Willem Bruls laat Venetië zingen
In Venetiaanse Zangen schildert Willem Bruls een prachtig beeld van de sleutelrol van Venetië in vier eeuwen operageschiedenis. Gedetailleerde beschrijvingen van muziek, architectuur en schilderkunst mixt hij met verhalen uit het verleden en boeiende ontmoetingen in het heden.
Het uitgangspunt van Venetiaanse Zangen is simpel: Willem Bruls loopt als een (zeer goed onderlegde) toerist door Venetië en zoekt naar historische theaters, paleizen, kerken en andere gebouwen. Hij neemt je letterlijk mee op zijn zoektocht – tot aan het zoeken van ingangen en de gesprekjes met portiers toe – en vertelt ondertussen het verhaal van vier eeuwen opera. Heden en verleden wisselen elkaar voortdurend af, wat het boek een levendig ritme geeft.
De verhaallijn is chronologisch en voert langs de kopstukken Monteverdi, Händel, Vivaldi, Mozart, Rossini, Verdi, Wagner en Luigi Nono. Sommige componisten speelden een kleine rol in Venetiaans perspectief en worden kort behandeld (Händel, Mozart), anderen komen uitgebreid aan bod. Met name Claudio Monteverdi. Bruls graaft diep in het leven en werk van de founding father van het operagenre. De overvloed aan details en de uitweidingen over het bronmateriaal van Monteverdi’s opera’s halen voor mij soms de vaart uit het boek. Vanaf Vivaldi wordt het tempo aangenamer en kun je moeilijk stoppen met lezen.

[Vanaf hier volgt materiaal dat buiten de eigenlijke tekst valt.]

//! JSON output formatter

use super::OutputFormatter;
use anyhow::Result;
use chunkwise_core::{Chunk, Ingestion, SegmentationMethod, VerificationReport};
use serde::Serialize;
use std::io::Write;

/// Collects every transcript and writes one JSON array on finish
pub struct JsonFormatter<W: Write> {
    writer: W,
    records: Vec<TranscriptRecord>,
}

/// JSON record for one transcript
#[derive(Debug, Serialize)]
pub struct TranscriptRecord {
    /// Input file the transcript came from
    pub source: String,
    pub video_id: Option<String>,
    pub segmentation: SegmentationMethod,
    pub coarse_timestamps: usize,
    pub verification: VerificationReport,
    pub chunks: Vec<Chunk>,
}

impl<W: Write> JsonFormatter<W> {
    pub fn new(writer: W) -> Self {
        Self {
            writer,
            records: Vec::new(),
        }
    }
}

impl<W: Write + Send + Sync> OutputFormatter for JsonFormatter<W> {
    fn format_transcript(&mut self, source: &str, ingestion: &Ingestion) -> Result<()> {
        self.records.push(TranscriptRecord {
            source: source.to_string(),
            video_id: ingestion.chunks.first().and_then(|c| c.video_id.clone()),
            segmentation: ingestion.method.clone(),
            coarse_timestamps: ingestion.coarse_timestamps,
            verification: ingestion.verification.clone(),
            chunks: ingestion.chunks.clone(),
        });
        Ok(())
    }

    fn finish(&mut self) -> Result<()> {
        serde_json::to_writer_pretty(&mut self.writer, &self.records)?;
        writeln!(self.writer)?;
        self.writer.flush()?;
        Ok(())
    }
}
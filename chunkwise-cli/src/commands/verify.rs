//! Verify command implementation

use super::{init_logging, load_config};
use crate::error::CliError;
use crate::input::FileReader;
use anyhow::Result;
use chunkwise_core::{ChunkingPipeline, VerificationReport};
use clap::Args;
use std::path::PathBuf;

/// Arguments for the verify command
#[derive(Debug, Args)]
pub struct VerifyArgs {
    /// Transcript JSON file
    #[arg(short, long, value_name = "FILE")]
    pub input: PathBuf,

    /// Pipeline configuration file
    #[arg(short, long, value_name = "FILE")]
    pub config: Option<PathBuf>,

    /// Exit with an error when any check fails
    #[arg(long)]
    pub strict: bool,
}

impl VerifyArgs {
    /// Execute the verify command
    pub fn execute(&self) -> Result<()> {
        init_logging(false, 0);

        let report = self.report()?;
        println!("{}", serde_json::to_string_pretty(&report)?);

        if self.strict && !report.passed {
            let failed = report.failed_checks().into_iter().map(String::from).collect();
            return Err(CliError::VerificationFailed(failed).into());
        }
        Ok(())
    }

    /// Chunk the transcript and verify its base chunks
    pub fn report(&self) -> Result<VerificationReport> {
        let pipeline = ChunkingPipeline::new(load_config(self.config.as_deref())?)?;
        let transcript = FileReader::read_transcript(&self.input)?;
        Ok(pipeline.ingest(&transcript).verification)
    }
}
//! Topic-coherent transcript chunking
//!
//! This crate turns a cleaned spoken transcript into retrieval-sized chunks
//! that stay addressable to time ranges in the original recording.
//!
//! Three algorithms do the work:
//!
//! - [`TextTiler`]: lexical-cohesion boundary detection over sentence
//!   windows, with [`FallbackChunker`] as a size-bounded substitute when the
//!   text is too short or the scores degenerate
//! - [`OverlapCompositor`]: carries the tail of each chunk into the next
//! - [`TimestampReconciler`]: locates chunk text in the raw segment timeline
//!
//! [`ChunkingPipeline`] runs them in order and checks the result with
//! [`verify_chunking`].
//!
//! # Example
//!
//! ```
//! use chunkwise_core::{ChunkingPipeline, TimedSegment, Transcript};
//!
//! let transcript = Transcript::new(
//!     "Today we learn about Python. Python is a programming language.",
//!     vec![
//!         TimedSegment::new("Today we learn about Python.", 0.0, 3.0),
//!         TimedSegment::new("Python is a programming language.", 3.0, 3.5),
//!     ],
//! )
//! .with_video_id("intro");
//!
//! let ingestion = ChunkingPipeline::default().ingest(&transcript);
//! assert_eq!(ingestion.chunks.len(), 1);
//! assert_eq!(ingestion.chunks[0].time_range(), "00:00 – 00:06");
//! ```

pub mod config;
pub mod error;
pub mod format;
pub mod overlap;
pub mod pipeline;
pub mod segmenter;
pub mod text;
pub mod timeline;
pub mod types;
pub mod verify;

pub use config::{
    LengthTier, PipelineConfig, PipelineConfigBuilder, ReconcileMode, TilingParams,
    DEFAULT_TIERS,
};
pub use error::{ChunkwiseError, Result};
pub use format::{format_range, format_timestamp};
pub use overlap::{ComposedChunk, OverlapCompositor};
pub use pipeline::ChunkingPipeline;
pub use segmenter::{FallbackChunker, Segmentation, Segmenter, TextTiler, UnavailableReason};
pub use timeline::TimestampReconciler;
pub use types::{
    BaseChunk, Chunk, ChunkingStats, Ingestion, SegmentationMethod, SpanResolution, TimeSpan,
    TimedSegment, Transcript, VerificationReport,
};
pub use verify::{chunking_stats, verify_chunking};
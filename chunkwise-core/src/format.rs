//! Timestamp rendering for citations

/// Format seconds as a `MM:SS` timestamp
///
/// Fractional seconds are floored. Negative and non-finite inputs render as
/// `00:00`. Minutes are not wrapped into hours, so long recordings render as
/// e.g. `125:03`.
pub fn format_timestamp(seconds: f64) -> String {
    let total = if seconds.is_finite() && seconds > 0.0 {
        seconds.floor() as u64
    } else {
        0
    };
    format!("{:02}:{:02}", total / 60, total % 60)
}

/// Format a range as `MM:SS – MM:SS`
pub fn format_range(start: f64, end: f64) -> String {
    format!("{} – {}", format_timestamp(start), format_timestamp(end))
}

#[cfg(test)]
mod tests {
    use super::*;

    #[test]
    fn test_format_timestamp() {
        assert_eq!(format_timestamp(0.0), "00:00");
        assert_eq!(format_timestamp(59.99), "00:59");
        assert_eq!(format_timestamp(75.0), "01:15");
        assert_eq!(format_timestamp(3600.0), "60:00");
        assert_eq!(format_timestamp(7503.4), "125:03");
    }

    #[test]
    fn test_negative_and_nan_clamp_to_zero() {
        assert_eq!(format_timestamp(-3.5), "00:00");
        assert_eq!(format_timestamp(f64::NAN), "00:00");
    }

    #[test]
    fn test_format_range() {
        assert_eq!(format_range(75.0, 185.0), "01:15 – 03:05");
        assert_eq!(format_range(0.0, 0.0), "00:00 – 00:00");
    }
}
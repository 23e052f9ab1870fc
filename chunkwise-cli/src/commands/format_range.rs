//! Format-range command implementation

use anyhow::Result;
use chunkwise_core::format_range;
use clap::Args;

/// Arguments for the format-range command
#[derive(Debug, Args)]
pub struct FormatRangeArgs {
    /// Range start in seconds
    #[arg(allow_negative_numbers = true)]
    pub start: f64,

    /// Range end in seconds
    #[arg(allow_negative_numbers = true)]
    pub end: f64,
}

impl FormatRangeArgs {
    pub fn execute(&self) -> Result<()> {
        println!("{}", format_range(self.start, self.end));
        Ok(())
    }
}
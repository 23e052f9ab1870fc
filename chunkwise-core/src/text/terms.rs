//! Vocabulary extraction for lexical similarity

use regex::Regex;
use std::collections::{HashMap, HashSet};
use std::sync::OnceLock;

/// Function words ignored when comparing vocabulary
const STOPWORDS: &[&str] = &[
    "a", "about", "above", "after", "again", "against", "all", "also", "am", "an", "and", "any",
    "are", "as", "at", "be", "because", "been", "before", "being", "below", "between", "both",
    "but", "by", "can", "could", "did", "do", "does", "doing", "don't", "down", "during", "each",
    "few", "for", "from", "further", "get", "got", "had", "has", "have", "having", "he", "her",
    "here", "hers", "herself", "him", "himself", "his", "how", "i", "i'm", "if", "in", "into",
    "is", "it", "it's", "its", "itself", "just", "let's", "like", "me", "more", "most", "my",
    "myself", "no", "nor", "not", "now", "of", "off", "on", "once", "only", "or", "other", "our",
    "ours", "ourselves", "out", "over", "own", "really", "same", "she", "should", "so", "some",
    "such", "than", "that", "that's", "the", "their", "theirs", "them", "themselves", "then",
    "there", "these", "they", "this", "those", "through", "to", "too", "under", "until", "up",
    "very", "was", "we", "we're", "were", "what", "when", "where", "which", "while", "who",
    "whom", "why", "will", "with", "would", "you", "you're", "your", "yours", "yourself",
    "yourselves",
];

fn token_pattern() -> &'static Regex {
    static PATTERN: OnceLock<Regex> = OnceLock::new();
    PATTERN.get_or_init(|| {
        Regex::new(r"[\p{L}\p{N}]+(?:['’][\p{L}\p{N}]+)*").expect("token pattern is valid")
    })
}

fn stopwords() -> &'static HashSet<&'static str> {
    static SET: OnceLock<HashSet<&'static str>> = OnceLock::new();
    SET.get_or_init(|| STOPWORDS.iter().copied().collect())
}

/// Lowercase content terms of `text`, in order, with stopwords removed
pub fn content_terms(text: &str) -> Vec<String> {
    let lowered = text.to_lowercase();
    token_pattern()
        .find_iter(&lowered)
        .map(|m| m.as_str().replace('’', "'"))
        .filter(|term| !stopwords().contains(term.as_str()))
        .collect()
}

/// Term-frequency vector
#[derive(Debug, Clone, Default, PartialEq)]
pub struct TermCounts {
    counts: HashMap<String, usize>,
}

impl TermCounts {
    /// Empty vector
    pub fn new() -> Self {
        Self::default()
    }

    /// Build from a list of terms
    pub fn from_terms<'a, I>(terms: I) -> Self
    where
        I: IntoIterator<Item = &'a String>,
    {
        let mut counts = Self::new();
        counts.extend(terms);
        counts
    }

    /// Add terms to the vector
    pub fn extend<'a, I>(&mut self, terms: I)
    where
        I: IntoIterator<Item = &'a String>,
    {
        for term in terms {
            *self.counts.entry(term.clone()).or_insert(0) += 1;
        }
    }

    /// True when the vector has no terms
    pub fn is_empty(&self) -> bool {
        self.counts.is_empty()
    }

    /// Cosine similarity in `[0, 1]`; 0 when either side is empty
    pub fn cosine(&self, other: &TermCounts) -> f64 {
        if self.is_empty() || other.is_empty() {
            return 0.0;
        }

        let (small, large) = if self.counts.len() <= other.counts.len() {
            (&self.counts, &other.counts)
        } else {
            (&other.counts, &self.counts)
        };

        let dot: f64 = small
            .iter()
            .filter_map(|(term, a)| large.get(term).map(|b| (*a * *b) as f64))
            .sum();

        dot / (self.norm() * other.norm())
    }

    fn norm(&self) -> f64 {
        self.counts
            .values()
            .map(|c| (*c * *c) as f64)
            .sum::<f64>()
            .sqrt()
    }
}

Het woord vooraf begint met een uitspraak van Goethe: “Architectuur is bevroren muziek.” Bruls laat zich daar graag door leiden. Hij besteedt veel aandacht aan de architectuur van de gebouwen die hij bezoekt en aan de beeldende kunst die hij buiten en binnen aantreft. Zijn beschrijvingen zijn soms werkelijk als muziek, zeker als hij de Santa Maria Gloriosa dei Frari betreedt, waar Monteverdi begraven ligt. De achterflap noemt Venetië “een symfonie van kleuren en vormen” en dat weet Bruls goed over te brengen.
De krenten in de pap zijn voor mij de anekdotes uit het verleden (“De verveelde adel en patriciërsfamilies in hun loges gooiden de schillen van hun sinaasappels op de bezoekers in het parket”), de citaten uit ooggetuigenverslagen en dagboeken en bovenal de boeiende ontmoetingen die Bruls zelf heeft tijdens zijn zoektocht.
Hij spreekt bijvoorbeeld met musicoloog David Bryant, die snel afrekent met Bruls’ naïeve veronderstellingen over de ontstaansgeschiedenis van L’incoronazione di Poppea. “Eigenlijk weten we bijna zeker dat de opera in grote delen niet van Monteverdi is.” Ook is er mooie ontmoeting met barokspecialist Andrea Marcon, waarvoor Bruls even de stad van het water verlaat en naar Treviso reist.
In Mijn Opera bewees Willem Bruls al dat hij zijn enorme kennis van de fijnmazige operageschiedenis zo kan aanwenden dat er een voor minder ingewijden toegankelijk en interessant verhaal ontstaat. Met dat talent heeft hij ook Venetiaanse Zangen geschreven. Een aanrader!
Venetiaanse Zangen verscheen op 1 oktober bij Atlas Contact.